Abuse can never be justified, but can you alter your riding style to reduce it a bit?

On the rare occasions I hold up cars, I do my best to let them through, even pulling into a gateway or lay by when I wouldn't otherwise have stopped.

I was grinding up a single lane hill a while ago.

No abuse, but I stopped when the queue behind reached about six vehicles, including a bus.

Having said that, I have had isolated random abuse from people in cars and pedestrians, so I do know where you are coming from.


----------



## S.Giles (5 Apr 2015)

And_rew90 said:


> I live in South Yorkshire (Barnsley) moved there from a quite place in Scotland which was ideal for MTB and road cycling, but down here I had so much abuse.


I _very_ rarely had any problems at all with fellow road-users until I moved to...South Yorkshire. During my time there I had people shouting out of cars, blasting their horns, and had, at various times, a beer bottle/firework/egg either thrown directly _at me_ or into my path. The egg hit me on the arm and splattered all over my jacket. It hurts when an egg hits you at 40mph. To cap it all, I was hit by a car and hospitalised for a week (this was an accident though, so I suppose it could have happened anywhere).

I eventually solved the problem by moving to Lincolnshire, and not a moment too soon. What a difference 25 miles can make!


----------



## And_rew90 (5 Apr 2015)

^ Sorry to read your experience of cycling in south Yorkshire. Can't be fun having all that hurtled at you. I cannot understand what brings other humans to act like that towards someone else. 

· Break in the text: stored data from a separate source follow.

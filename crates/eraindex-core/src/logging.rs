//! Tracing / logging initialisation.

use serde::{Deserialize, Serialize};
use std::collections::HashMap;
use tracing_subscriber::{fmt, layer::SubscriberExt, util::SubscriberInitExt, EnvFilter};

/// Log level per component.
#[derive(Debug, Clone, PartialEq, Serialize, Deserialize)]
pub struct LogConfig {
    /// Global default level: "trace" | "debug" | "info" | "warn" | "error"
    #[serde(default = "default_level")]
    pub level: String,
    /// Override per component: crate name → level
    #[serde(default)]
    pub components: HashMap<String, String>,
    /// Emit JSON structured logs (true) or human-readable text (false)
    #[serde(default)]
    pub json: bool,
}

fn default_level() -> String {
    "info".to_string()
}

impl Default for LogConfig {
    fn default() -> Self {
        Self {
            level: default_level(),
            components: HashMap::new(),
            json: false,
        }
    }
}

impl LogConfig {
    /// Build the `EnvFilter` directive string, e.g. `"info,eraindex_sync=debug"`.
    pub fn directives(&self) -> String {
        let mut components: Vec<_> = self.components.iter().collect();
        components.sort();
        let mut directives = self.level.clone();
        for (component, level) in components {
            directives.push_str(&format!(",{}={}", component.replace('-', "_"), level));
        }
        directives
    }
}

/// Initialise tracing with the given log config.
/// Call once at process startup; later calls are ignored.
pub fn init_tracing(config: &LogConfig) {
    let filter = EnvFilter::try_new(config.directives()).unwrap_or_else(|_| EnvFilter::new("info"));

    let result = if config.json {
        tracing_subscriber::registry()
            .with(filter)
            .with(fmt::layer().json())
            .try_init()
    } else {
        tracing_subscriber::registry()
            .with(filter)
            .with(fmt::layer())
            .try_init()
    };
    if result.is_err() {
        tracing::debug!("tracing subscriber already installed");
    }
}
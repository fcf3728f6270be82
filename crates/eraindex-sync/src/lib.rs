//! eraindex-sync: the async half of eraindex.
//!
//! One [`ChainSyncer`] per chain walks blocks and submits them to the
//! [`EngineWorker`], which owns the correlation engine, commits every block
//! and sweep through the store, and broadcasts the resulting domain events.
//! [`IndexerBuilder`] wires it all together.

pub mod builder;
pub mod syncer;
pub mod worker;

pub use builder::{Indexer, IndexerBuilder};
pub use syncer::ChainSyncer;
pub use worker::{run_sweeper, EngineCommand, EngineHandle, EngineWorker};
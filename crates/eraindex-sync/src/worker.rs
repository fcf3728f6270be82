//! The engine worker: single owner of the correlation engine.
//!
//! Both chain syncers and the sweeper talk to it through one bounded queue.
//! For every command the worker computes a transition, commits it, and only
//! then applies it and publishes the resulting domain events.

use std::collections::{HashMap, HashSet};
use std::sync::Arc;
use std::time::Duration;

use tokio::sync::{broadcast, mpsc, oneshot, watch};
use tokio_util::sync::CancellationToken;
use tracing::{debug, info, warn};

use eraindex_core::domain::DomainEvent;
use eraindex_core::engine::{BlockBatch, CorrelationEngine};
use eraindex_core::error::IndexerError;
use eraindex_core::expectation::Clock;
use eraindex_core::indexer::IndexerState;
use eraindex_core::store::IndexStore;
use eraindex_core::types::Chain;

/// A request for the engine worker.
#[derive(Debug)]
pub enum EngineCommand {
    /// Process and commit one block. Replies with the committed sync state.
    Block {
        batch: BlockBatch,
        reply: oneshot::Sender<Result<IndexerState, IndexerError>>,
    },
    /// Expire overdue expectations. Replies with the number of warnings raised.
    Sweep {
        now_ms: i64,
        reply: oneshot::Sender<Result<usize, IndexerError>>,
    },
}

/// Cloneable sender side of the engine queue.
#[derive(Debug, Clone)]
pub struct EngineHandle {
    tx: mpsc::Sender<EngineCommand>,
}

impl EngineHandle {
    pub fn new(tx: mpsc::Sender<EngineCommand>) -> Self {
        Self { tx }
    }

    /// Submit a block and wait until it is durably committed.
    pub async fn submit_block(&self, batch: BlockBatch) -> Result<IndexerState, IndexerError> {
        let (reply, rx) = oneshot::channel();
        self.tx
            .send(EngineCommand::Block { batch, reply })
            .await
            .map_err(|_| IndexerError::EngineClosed)?;
        rx.await.map_err(|_| IndexerError::EngineClosed)?
    }

    /// Run a deadline sweep as of `now_ms`.
    pub async fn sweep(&self, now_ms: i64) -> Result<usize, IndexerError> {
        let (reply, rx) = oneshot::channel();
        self.tx
            .send(EngineCommand::Sweep { now_ms, reply })
            .await
            .map_err(|_| IndexerError::EngineClosed)?;
        rx.await.map_err(|_| IndexerError::EngineClosed)?
    }
}

pub struct EngineWorker {
    engine: CorrelationEngine,
    store: Arc<dyn IndexStore>,
    rx: mpsc::Receiver<EngineCommand>,
    events: broadcast::Sender<DomainEvent>,
    clock: Arc<dyn Clock>,
    progress: HashMap<Chain, watch::Receiver<IndexerState>>,
}

impl EngineWorker {
    /// Create the worker and the handle used to feed it.
    pub fn new(
        engine: CorrelationEngine,
        store: Arc<dyn IndexStore>,
        events: broadcast::Sender<DomainEvent>,
        clock: Arc<dyn Clock>,
        queue_capacity: usize,
    ) -> (Self, EngineHandle) {
        let (tx, rx) = mpsc::channel(queue_capacity.max(1));
        let worker = Self {
            engine,
            store,
            rx,
            events,
            clock,
            progress: HashMap::new(),
        };
        (worker, EngineHandle::new(tx))
    }

    /// Observe a chain syncer's published state, used to defer wall-clock
    /// deadlines while that chain is catching up.
    pub fn watch_chain(&mut self, chain: Chain, rx: watch::Receiver<IndexerState>) {
        self.progress.insert(chain, rx);
    }

    /// Serve commands until every handle is dropped.
    pub async fn run(mut self) {
        info!("engine worker started");
        while let Some(cmd) = self.rx.recv().await {
            match cmd {
                EngineCommand::Block { batch, reply } => {
                    let result = self.handle_block(batch).await;
                    // the syncer may have been cancelled while waiting
                    let _ = reply.send(result);
                }
                EngineCommand::Sweep { now_ms, reply } => {
                    let result = self.handle_sweep(now_ms).await;
                    let _ = reply.send(result);
                }
            }
        }
        info!("engine worker stopped");
    }

    async fn handle_block(&mut self, batch: BlockBatch) -> Result<IndexerState, IndexerError> {
        let chain = batch.block.chain;
        let number = batch.block.number;

        let mut known = HashSet::new();
        for event in &batch.events {
            if self.store.event_exists(event.chain, &event.id).await? {
                known.insert(event.id);
            }
        }

        let transition = self.engine.process_block(&batch, &known, self.clock.now_ms());
        if let Err(e) = self.store.commit_block(&transition.changeset).await {
            warn!(%chain, block = number, error = %e, "block commit failed, engine state unchanged");
            return Err(e);
        }
        debug!(
            %chain,
            block = number,
            events = transition.changeset.events.len(),
            warnings = transition.changeset.warnings.len(),
            "block committed"
        );

        let state = transition.changeset.state.clone();
        let events = self.engine.apply_block(transition);
        self.publish(events);
        Ok(state)
    }

    async fn handle_sweep(&mut self, now_ms: i64) -> Result<usize, IndexerError> {
        let transition = self.engine.sweep(now_ms, |chain| self.is_syncing(chain));
        if transition.changeset.is_empty() {
            return Ok(0);
        }
        self.store.commit_sweep(&transition.changeset).await?;
        let raised = transition.changeset.warnings.len();
        let events = self.engine.apply_sweep(transition);
        self.publish(events);
        Ok(raised)
    }

    fn is_syncing(&self, chain: Chain) -> bool {
        self.progress
            .get(&chain)
            .is_some_and(|rx| rx.borrow().is_syncing)
    }

    fn publish(&self, events: Vec<DomainEvent>) {
        for event in events {
            if self.events.send(event).is_err() {
                // no subscribers right now
                break;
            }
        }
    }
}

/// Periodically ask the worker to expire overdue expectations.
///
/// Sweeps go through the same queue as blocks, so they never interleave with
/// a block commit.
pub async fn run_sweeper(
    handle: EngineHandle,
    clock: Arc<dyn Clock>,
    interval: Duration,
    cancel: CancellationToken,
) {
    let mut ticker = tokio::time::interval(interval);
    ticker.set_missed_tick_behavior(tokio::time::MissedTickBehavior::Skip);
    loop {
        tokio::select! {
            _ = cancel.cancelled() => break,
            _ = ticker.tick() => {}
        }
        match handle.sweep(clock.now_ms()).await {
            Ok(0) => {}
            Ok(raised) => info!(raised, "deadline sweep raised warnings"),
            Err(IndexerError::EngineClosed) => break,
            Err(e) => warn!(error = %e, "deadline sweep failed, retrying next tick"),
        }
    }
    debug!("sweeper stopped");
}
impl EngineState {
    fn open_era(&self) -> Option<&Era> {
        self.eras.values().rev().find(|e| e.is_open())
    }

    fn latest_era(&self) -> Option<&Era> {
        self.eras.values().next_back()
    }

    fn current_era_id(&self) -> Option<EraId> {
        self.open_era().or_else(|| self.latest_era()).map(|e| e.era_id)
    }

    fn last_session(&self) -> Option<SessionId> {
        self.sessions.keys().next_back().copied()
    }

    /// Highest session an AH rotation has reported.
    fn last_confirmed_session(&self) -> Option<SessionId> {
        self.sessions
            .values()
            .rev()
            .find(|s| s.active_era_id.is_some())
            .map(|s| s.session_id)
    }

    /// Era owning `session`. An open era only claims sessions up to the last
    /// confirmed rotation; later ones may belong to an era not yet seen.
    fn era_of_session(&self, session: SessionId) -> Option<EraId> {
        if let Some(era) = self.sessions.get(&session).and_then(|s| s.era_id) {
            return Some(era);
        }
        let confirmed = self.last_confirmed_session();
        self.eras
            .values()
            .rev()
            .find(|e| e.contains_session(session))
            .filter(|e| !e.is_open() || confirmed.is_some_and(|c| session <= c))
            .map(|e| e.era_id)
    }

    fn view(&self, chain: Chain, is_syncing: bool) -> ChainView {
        ChainView {
            head: self.heads.get(&chain).copied(),
            is_syncing,
        }
    }

    fn evict(&mut self, session_cap: usize) {
        while self.sessions.len() > session_cap {
            self.sessions.pop_first();
        }
        while self.reports_seen.len() > session_cap {
            self.reports_seen.pop_first();
        }
        while self.eras.len() > ERA_CACHE_SIZE {
            self.eras.pop_first();
        }
    }
}

/// Persisted records used to rebuild the engine after a restart.
#[derive(Debug, Clone, Default)]
pub struct EngineSnapshot {
    pub eras: Vec<Era>,
    pub sessions: Vec<Session>,
    pub expectations: Vec<PendingExpectation>,
    pub states: Vec<IndexerState>,
}

// ─── Transitions ──────────────────────────────────────────────────────────────

/// One block offered by a chain syncer.
#[derive(Debug, Clone, PartialEq)]
pub struct BlockBatch {
    pub block: Block,
    /// Tracked events in block order.
    pub events: Vec<ChainEvent>,
    /// The syncer's state before this block.
    pub state: IndexerState,
}

/// Outcome of a block, to be committed before it is applied.
#[derive(Debug)]
pub struct BlockTransition {
    pub changeset: BlockChangeset,
    /// Published once the changeset is committed.
    pub events: Vec<DomainEvent>,
    next: EngineState,
}

/// Outcome of a deadline sweep, to be committed before it is applied.
#[derive(Debug)]
pub struct SweepTransition {
    pub changeset: SweepChangeset,
    pub events: Vec<DomainEvent>,
    next: EngineState,
}

// ─── Engine ───────────────────────────────────────────────────────────────────

#[derive(Debug)]
pub struct CorrelationEngine {
    config: EngineConfig,
    detector: WarningDetector,
    state: EngineState,
}

impl CorrelationEngine {
    pub fn new(config: EngineConfig) -> Self {
        Self {
            detector: WarningDetector::new(config.timing.clone()),
            config,
            state: EngineState::default(),
        }
    }

    /// Replace the working set with persisted records.
    pub fn restore(&mut self, snapshot: EngineSnapshot) {
        let mut state = EngineState {
            eras: snapshot.eras.into_iter().map(|e| (e.era_id, e)).collect(),
            sessions: snapshot.sessions.into_iter().map(|s| (s.session_id, s)).collect(),
            expectations: snapshot.expectations.into_iter().collect(),
            election: ElectionTracker::default(),
            heads: snapshot
                .states
                .iter()
                .map(|s| (s.chain, s.last_processed_block))
                .collect(),
            reports_seen: BTreeMap::new(),
        };
        state.evict(self.session_cap());
        info!(
            eras = state.eras.len(),
            sessions = state.sessions.len(),
            pending = state.expectations.len(),
            "correlation engine restored"
        );
        self.state = state;
    }

    /// Compute the effects of `batch`. Events whose id is in `known` were
    /// already stored and are skipped, as are repeats inside the batch.
    pub fn process_block(
        &self,
        batch: &BlockBatch,
        known: &HashSet<EventId>,
        now_ms: i64,
    ) -> BlockTransition {
        let block = &batch.block;
        let mut pass = Pass::new(self, block, now_ms);
        let mut fresh = Vec::new();
        let mut seen = HashSet::new();

        for event in &batch.events {
            if known.contains(&event.id) || !seen.insert(event.id) {
                debug!(chain = %block.chain, block = block.number, event_id = %event.id, "duplicate event skipped");
                continue;
            }
            match Signal::parse(event) {
                Ok(signal) => pass.apply(signal),
                Err(reason) => warn!(
                    chain = %block.chain,
                    block = block.number,
                    event_type = %event.event_type,
                    %reason,
                    "unreadable payload, event stored without effect"
                ),
            }
            fresh.push(event.clone());
        }

        let head = pass.next.heads.entry(block.chain).or_insert(block.number);
        *head = (*head).max(block.number);
        let head = *head;
        for exp in pass.next.expectations.anchor(block.chain, head) {
            debug!(key = %exp.key, deadline = %exp.deadline, "expectation anchored");
        }

        let mut state = batch.state.advanced_to(block.number);
        state.current_era = pass.next.current_era_id();
        state.current_session = pass.next.last_session();

        pass.finish_block(&self.state, fresh, state, self.session_cap())
    }

    /// Expire pending expectations whose deadline has passed.
    ///
    /// `is_syncing` reports whether a chain's syncer is catching up; its
    /// wall-clock deadlines wait until it is not.
    pub fn sweep<F>(&self, now_ms: i64, is_syncing: F) -> SweepTransition
    where
        F: Fn(Chain) -> bool,
    {
        let mut next = self.state.clone();
        let expired = next
            .expectations
            .expired(now_ms, |chain| next.view(chain, is_syncing(chain)));

        let mut changeset = SweepChangeset::default();
        for exp in expired {
            next.expectations.remove(&exp.key);
            let era = exp.key.session_id().and_then(|s| next.era_of_session(s));
            let warning = self.detector.missing_event(&exp, era, now_ms);
            warn!(key = %exp.key, expected = %exp.expected_event, deadline = %exp.deadline, "expectation expired");
            changeset.resolve.push(exp.key);
            changeset.warnings.push(warning);
        }
        let events = changeset
            .warnings
            .iter()
            .cloned()
            .map(DomainEvent::NewWarning)
            .collect();
        SweepTransition {
            changeset,
            events,
            next,
        }
    }

    /// Adopt a committed block transition. Returns the events to publish.
    pub fn apply_block(&mut self, transition: BlockTransition) -> Vec<DomainEvent> {
        self.state = transition.next;
        transition.events
    }

    /// Adopt a committed sweep transition. Returns the events to publish.
    pub fn apply_sweep(&mut self, transition: SweepTransition) -> Vec<DomainEvent> {
        self.state = transition.next;
        transition.events
    }

    // ─── Read access ──────────────────────────────────────────────────────────

    pub fn open_era(&self) -> Option<&Era> {
        self.state.open_era()
    }

    pub fn era(&self, era_id: EraId) -> Option<&Era> {
        self.state.eras.get(&era_id)
    }

    pub fn session(&self, session_id: SessionId) -> Option<&Session> {
        self.state.sessions.get(&session_id)
    }

    pub fn pending(&self) -> &ExpectationSet {
        &self.state.expectations
    }

    pub fn election(&self) -> &ElectionTracker {
        &self.state.election
    }

    pub fn head(&self, chain: Chain) -> Option<u64> {
        self.state.heads.get(&chain).copied()
    }

    fn session_cap(&self) -> usize {
        self.config.session_cache_size.max(1)
    }
}

// ─── One block's worth of work ────────────────────────────────────────────────

struct Pass<'a> {
    engine: &'a CorrelationEngine,
    block: &'a Block,
    now_ms: i64,
    next: EngineState,
    warnings: Vec<Warning>,
    warning_keys: HashSet<String>,
    phase_changes: Vec<DomainEvent>,
}
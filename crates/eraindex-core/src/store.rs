//! Persistence interface and the in-memory backend.
//!
//! Every block the engine processes is written as one [`BlockChangeset`] in a
//! single transaction; deadline sweeps write a [`SweepChangeset`]. Backends
//! must make both all-or-nothing.

use async_trait::async_trait;
use std::collections::{BTreeMap, HashMap, HashSet};
use std::sync::{Mutex, MutexGuard};

use crate::error::IndexerError;
use crate::expectation::{CorrelationKey, PendingExpectation};
use crate::indexer::IndexerState;
use crate::types::{Block, Chain, ChainEvent, Era, EraId, EventId, Session, SessionId, Warning};

// ─── Changesets ───────────────────────────────────────────────────────────────

/// Everything one block changes, committed atomically.
#[derive(Debug, Clone, PartialEq)]
pub struct BlockChangeset {
    pub block: Block,
    /// New tracked events. Backends ignore `(chain, id)` duplicates.
    pub events: Vec<ChainEvent>,
    pub sessions: Vec<Session>,
    pub eras: Vec<Era>,
    /// Backends ignore content-key duplicates.
    pub warnings: Vec<Warning>,
    /// Sync progress after this block.
    pub state: IndexerState,
    /// New or re-anchored expectations (upsert by key).
    pub register: Vec<PendingExpectation>,
    /// Expectations fulfilled by this block.
    pub resolve: Vec<CorrelationKey>,
}

impl BlockChangeset {
    pub fn new(block: Block, state: IndexerState) -> Self {
        Self {
            block,
            events: vec![],
            sessions: vec![],
            eras: vec![],
            warnings: vec![],
            state,
            register: vec![],
            resolve: vec![],
        }
    }
}

/// Result of a deadline sweep.
#[derive(Debug, Clone, Default, PartialEq)]
pub struct SweepChangeset {
    pub warnings: Vec<Warning>,
    pub resolve: Vec<CorrelationKey>,
}

impl SweepChangeset {
    pub fn is_empty(&self) -> bool {
        self.warnings.is_empty() && self.resolve.is_empty()
    }
}

// ─── Trait ────────────────────────────────────────────────────────────────────

/// Durable store for blocks, events, the era/session timeline, warnings,
/// per-chain sync state, and pending expectations.
///
/// Implementations: [`MemoryStore`] here, `SqliteStorage` in `eraindex-storage`.
#[async_trait]
pub trait IndexStore: Send + Sync {
    /// Apply a block's changeset in one transaction.
    ///
    /// Eras are upserted without ever overwriting a stored `session_end`;
    /// sessions only gain fields; the sync cursor never moves backwards.
    async fn commit_block(&self, changeset: &BlockChangeset) -> Result<(), IndexerError>;

    /// Apply a sweep's warnings and removals in one transaction.
    async fn commit_sweep(&self, changeset: &SweepChangeset) -> Result<(), IndexerError>;

    /// Persist sync state outside a block commit (e.g. after a failed cycle).
    async fn save_indexer_state(&self, state: &IndexerState) -> Result<(), IndexerError>;

    async fn event_exists(&self, chain: Chain, id: &EventId) -> Result<bool, IndexerError>;

    /// Sync state of every chain seen so far.
    async fn get_current_state(&self) -> Result<Vec<IndexerState>, IndexerError>;

    async fn get_indexer_state(&self, chain: Chain) -> Result<Option<IndexerState>, IndexerError>;

    /// Newest first.
    async fn get_recent_warnings(&self, limit: usize) -> Result<Vec<Warning>, IndexerError>;

    /// Highest era first.
    async fn get_recent_eras(&self, limit: usize) -> Result<Vec<Era>, IndexerError>;

    /// Highest session first.
    async fn get_recent_sessions(&self, limit: usize) -> Result<Vec<Session>, IndexerError>;

    async fn load_pending_expectations(&self) -> Result<Vec<PendingExpectation>, IndexerError>;

    /// Flush and release resources. Further calls may fail.
    async fn close(&self) -> Result<(), IndexerError>;
}

// ─── Merge rules shared by backends ───────────────────────────────────────────

/// Upsert rule for eras: a stored `session_end` is never revised.
pub fn merge_era(stored: &Era, incoming: &Era) -> Era {
    Era {
        session_end: stored.session_end.or(incoming.session_end),
        ..stored.clone()
    }
}

/// Upsert rule for indexer state: everything is replaced except the cursor,
/// which only moves forward.
pub fn merge_state(stored: &IndexerState, incoming: &IndexerState) -> IndexerState {
    IndexerState {
        last_processed_block: stored.last_processed_block.max(incoming.last_processed_block),
        ..incoming.clone()
    }
}

// ─── In-memory backend ────────────────────────────────────────────────────────

#[derive(Default)]
struct Inner {
    blocks: HashMap<(Chain, u64), Block>,
    events: HashMap<(Chain, EventId), ChainEvent>,
    sessions: BTreeMap<SessionId, Session>,
    eras: BTreeMap<EraId, Era>,
    warnings: Vec<Warning>,
    warning_keys: HashSet<String>,
    states: BTreeMap<Chain, IndexerState>,
    expectations: BTreeMap<CorrelationKey, PendingExpectation>,
    /// Remaining commits to fail (failure injection).
    fail_commits: usize,
}

impl Inner {
    fn take_failure(&mut self) -> Result<(), IndexerError> {
        if self.fail_commits > 0 {
            self.fail_commits -= 1;
            return Err(IndexerError::Storage("injected commit failure".into()));
        }
        Ok(())
    }

    fn insert_warning(&mut self, warning: &Warning) {
        if self.warning_keys.insert(warning.content_key()) {
            self.warnings.push(warning.clone());
        }
    }

    fn save_state(&mut self, state: &IndexerState) {
        let merged = match self.states.get(&state.chain) {
            Some(stored) => merge_state(stored, state),
            None => state.clone(),
        };
        self.states.insert(state.chain, merged);
    }
}

/// Mutex-guarded maps. All data is lost when the process exits.
///
/// Commits are applied under one lock, so they are atomic with respect to
/// readers.
#[derive(Default)]
pub struct MemoryStore {
    inner: Mutex<Inner>,
}

impl MemoryStore {
    pub fn new() -> Self {
        Self::default()
    }

    /// Make the next `n` calls to `commit_block`/`commit_sweep` fail with a
    /// storage error, leaving the store untouched.
    pub fn fail_next_commits(&self, n: usize) {
        if let Ok(mut inner) = self.inner.lock() {
            inner.fail_commits = n;
        }
    }

    pub fn event_count(&self) -> usize {
        self.inner.lock().map(|i| i.events.len()).unwrap_or(0)
    }

    pub fn block_count(&self) -> usize {
        self.inner.lock().map(|i| i.blocks.len()).unwrap_or(0)
    }

    /// Stored events ordered by chain, block and index.
    pub fn events(&self) -> Vec<ChainEvent> {
        let mut events: Vec<ChainEvent> = self
            .inner
            .lock()
            .map(|i| i.events.values().cloned().collect())
            .unwrap_or_default();
        events.sort_by_key(|e| (e.chain, e.id));
        events
    }

    /// All warnings in insertion order.
    pub fn warnings(&self) -> Vec<Warning> {
        self.inner.lock().map(|i| i.warnings.clone()).unwrap_or_default()
    }

    fn lock(&self) -> Result<MutexGuard<'_, Inner>, IndexerError> {
        self.inner
            .lock()
            .map_err(|_| IndexerError::Storage("memory store lock poisoned".into()))
    }
}

#[async_trait]
impl IndexStore for MemoryStore {
    async fn commit_block(&self, cs: &BlockChangeset) -> Result<(), IndexerError> {
        let mut inner = self.lock()?;
        inner.take_failure()?;

        inner
            .blocks
            .entry((cs.block.chain, cs.block.number))
            .or_insert_with(|| cs.block.clone());
        for ev in &cs.events {
            inner.events.entry((ev.chain, ev.id)).or_insert_with(|| ev.clone());
        }
        for session in &cs.sessions {
            inner
                .sessions
                .entry(session.session_id)
                .and_modify(|stored| {
                    stored.fill_from(session);
                })
                .or_insert_with(|| session.clone());
        }
        for era in &cs.eras {
            let merged = match inner.eras.get(&era.era_id) {
                Some(stored) => merge_era(stored, era),
                None => era.clone(),
            };
            inner.eras.insert(era.era_id, merged);
        }
        for w in &cs.warnings {
            inner.insert_warning(w);
        }
        inner.save_state(&cs.state);
        for exp in &cs.register {
            inner.expectations.insert(exp.key, exp.clone());
        }
        for key in &cs.resolve {
            inner.expectations.remove(key);
        }
        Ok(())
    }

    async fn commit_sweep(&self, cs: &SweepChangeset) -> Result<(), IndexerError> {
        let mut inner = self.lock()?;
        inner.take_failure()?;
        for w in &cs.warnings {
            inner.insert_warning(w);
        }
        for key in &cs.resolve {
            inner.expectations.remove(key);
        }
        Ok(())
    }

    async fn save_indexer_state(&self, state: &IndexerState) -> Result<(), IndexerError> {
        self.lock()?.save_state(state);
        Ok(())
    }

    async fn event_exists(&self, chain: Chain, id: &EventId) -> Result<bool, IndexerError> {
        Ok(self.lock()?.events.contains_key(&(chain, *id)))
    }

    async fn get_current_state(&self) -> Result<Vec<IndexerState>, IndexerError> {
        Ok(self.lock()?.states.values().cloned().collect())
    }

    async fn get_indexer_state(&self, chain: Chain) -> Result<Option<IndexerState>, IndexerError> {
        Ok(self.lock()?.states.get(&chain).cloned())
    }

    async fn get_recent_warnings(&self, limit: usize) -> Result<Vec<Warning>, IndexerError> {
        Ok(self.lock()?.warnings.iter().rev().take(limit).cloned().collect())
    }

    async fn get_recent_eras(&self, limit: usize) -> Result<Vec<Era>, IndexerError> {
        Ok(self.lock()?.eras.values().rev().take(limit).cloned().collect())
    }

    async fn get_recent_sessions(&self, limit: usize) -> Result<Vec<Session>, IndexerError> {
        Ok(self.lock()?.sessions.values().rev().take(limit).cloned().collect())
    }

    async fn load_pending_expectations(&self) -> Result<Vec<PendingExpectation>, IndexerError> {
        Ok(self.lock()?.expectations.values().cloned().collect())
    }

    async fn close(&self) -> Result<(), IndexerError> {
        Ok(())
    }
}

Glad your enjoying better cycling nowadays


----------



## buggi (5 Apr 2015)

Make sure you are riding out from the kerb. One of the reasons I think my ride was so nice yesterday was down to me claiming my space and riding confidently (I wasn't in the mood for taking close passes). If you're not sure of your road positioning I've got a great booklet that can help you, just message me your email and I'll send you a pdf copy (that offer is open to anyone by the way).


----------



## BigonaBianchi (5 Apr 2015)

Aggressive Car drivers with a strng urge to kill cyclists is sadly a UK phenoma these days. UK drivers are the worst for cyclist abuse anywhere I have ever ridden. Far better to ride away from low life like them wheever possible. That is th enumber one reason I left the UK. A**wipe drivers.


----------



## S.Giles (5 Apr 2015)

BigonaBianchi said:


> Aggressive Car drivers with a strong urge to kill cyclists is sadly a UK phenoma these days. UK drivers are the worst for cyclist abuse anywhere I have ever ridden.


I lived in the US for ten years, and couldn't help but notice how fast and aggressive British drivers are in comparison to those in America. I sometimes wonder why they are in such a hurry. There must be something _brilliant_ happening somewhere, that I haven't heard about!


----------



## GrumpyGregry (5 Apr 2015)

And_rew90 said:


> Used to be a great cyclist, but over the past year I have been going out less and less and summer arriving doesn't excite me anymore. I'm 24 and cycled mainly to help my anxiety disorder and depression and did 55 plus mile cycles a day sometimes.
> 
> However now I'm just fed up with the abuse from car drivers and I no longer want to go out on my bike which is making me feel worse. Lately finishing a cycle brings relief I haven't been killed or knocked off my bike due to a mad person who hates cyclists. People shout obscenities at me on frequent occasions or think its funny to beep the horn at cyclists. I have had it with some car drivers and sadly cycling doesn't appeal the same way it used to.
> 
> Has anyone else experienced a lot of abuse to make you think whats the point?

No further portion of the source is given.